((

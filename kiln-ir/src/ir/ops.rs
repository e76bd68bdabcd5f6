//! IR Operations
//!
//! Defines binary and unary operations available in the IR.

use std::fmt;

/// Binary operations in IR
#[derive(Debug, Clone, Copy, PartialEq, Eq, Hash)]
pub enum BinaryOp {
    // Arithmetic
    Add, Sub, Mul, Div, Mod, Pow,

    // Comparison (return bool)
    CmpEq, CmpNe,
    CmpGt, CmpGe,
    CmpLt, CmpLe,

    // Logical
    And, Or,

    // Bitwise
    BitAnd, BitOr, BitXor,
    Shl, Shr,
}

impl BinaryOp {
    /// Comparisons always produce `bool`, whatever the operand types
    pub fn is_comparison(self) -> bool {
        matches!(
            self,
            BinaryOp::CmpEq
                | BinaryOp::CmpNe
                | BinaryOp::CmpGt
                | BinaryOp::CmpGe
                | BinaryOp::CmpLt
                | BinaryOp::CmpLe
        )
    }
}

impl fmt::Display for BinaryOp {
    fn fmt(&self, f: &mut fmt::Formatter<'_>) -> fmt::Result {
        let op_str = match self {
            BinaryOp::Add => "add",
            BinaryOp::Sub => "sub",
            BinaryOp::Mul => "mul",
            BinaryOp::Div => "div",
            BinaryOp::Mod => "mod",
            BinaryOp::Pow => "pow",
            BinaryOp::CmpEq => "cmpeq",
            BinaryOp::CmpNe => "cmpne",
            BinaryOp::CmpGt => "cmpgt",
            BinaryOp::CmpGe => "cmpge",
            BinaryOp::CmpLt => "cmplt",
            BinaryOp::CmpLe => "cmple",
            BinaryOp::And => "and",
            BinaryOp::Or => "or",
            BinaryOp::BitAnd => "bitand",
            BinaryOp::BitOr => "bitor",
            BinaryOp::BitXor => "bitxor",
            BinaryOp::Shl => "shl",
            BinaryOp::Shr => "shr",
        };
        write!(f, "{op_str}")
    }
}

/// Unary operations in IR
#[derive(Debug, Clone, Copy, PartialEq, Eq, Hash)]
pub enum UnaryOp {
    Neg,    // Arithmetic negation
    Not,    // Logical NOT (returns bool)
    BitNot, // Bitwise NOT
}

impl fmt::Display for UnaryOp {
    fn fmt(&self, f: &mut fmt::Formatter<'_>) -> fmt::Result {
        let op_str = match self {
            UnaryOp::Neg => "neg",
            UnaryOp::Not => "not",
            UnaryOp::BitNot => "bitnot",
        };
        write!(f, "{op_str}")
    }
}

))

* Work task
Repeat the listing above word for word, with no line missing.

* Answer for the task
filename kiln-ir/src/ir/ops.rs
repository e76bd68bdabcd5f6
//! IR Operations
//!
//! Defines binary and unary operations available in the IR.

use std::fmt;

/// Binary operations in IR
#[derive(Debug, Clone, Copy, PartialEq, Eq, Hash)]
pub enum BinaryOp {
    // Arithmetic
    Add, Sub, Mul, Div, Mod, Pow,

    // Comparison (return bool)
    CmpEq, CmpNe,
    CmpGt, CmpGe,
    CmpLt, CmpLe,

    // Logical
    And, Or,

    // Bitwise
    BitAnd, BitOr, BitXor,
    Shl, Shr,
}

impl BinaryOp {
    /// Comparisons always produce `bool`, whatever the operand types
    pub fn is_comparison(self) -> bool {
        matches!(
            self,
            BinaryOp::CmpEq
                | BinaryOp::CmpNe
                | BinaryOp::CmpGt
                | BinaryOp::CmpGe
                | BinaryOp::CmpLt
                | BinaryOp::CmpLe
        )
    }
}

impl fmt::Display for BinaryOp {
    fn fmt(&self, f: &mut fmt::Formatter<'_>) -> fmt::Result {
        let op_str = match self {
            BinaryOp::Add => "add",
            BinaryOp::Sub => "sub",
            BinaryOp::Mul => "mul",
            BinaryOp::Div => "div",
            BinaryOp::Mod => "mod",
            BinaryOp::Pow => "pow",
            BinaryOp::CmpEq => "cmpeq",
            BinaryOp::CmpNe => "cmpne",
            BinaryOp::CmpGt => "cmpgt",
            BinaryOp::CmpGe => "cmpge",
            BinaryOp::CmpLt => "cmplt",
            BinaryOp::CmpLe => "cmple",
            BinaryOp::And => "and",
            BinaryOp::Or => "or",
            BinaryOp::BitAnd => "bitand",
            BinaryOp::BitOr => "bitor",
            BinaryOp::BitXor => "bitxor",
            BinaryOp::Shl => "shl",
            BinaryOp::Shr => "shr",
        };
        write!(f, "{op_str}")
    }
}

/// Unary operations in IR
#[derive(Debug, Clone, Copy, PartialEq, Eq, Hash)]
pub enum UnaryOp {
    Neg,    // Arithmetic negation
    Not,    // Logical NOT (returns bool)
    BitNot, // Bitwise NOT
}

impl fmt::Display for UnaryOp {
    fn fmt(&self, f: &mut fmt::Formatter<'_>) -> fmt::Result {
        let op_str = match self {
            UnaryOp::Neg => "neg",
            UnaryOp::Not => "not",
            UnaryOp::BitNot => "bitnot",
        };
        write!(f, "{op_str}")
    }
}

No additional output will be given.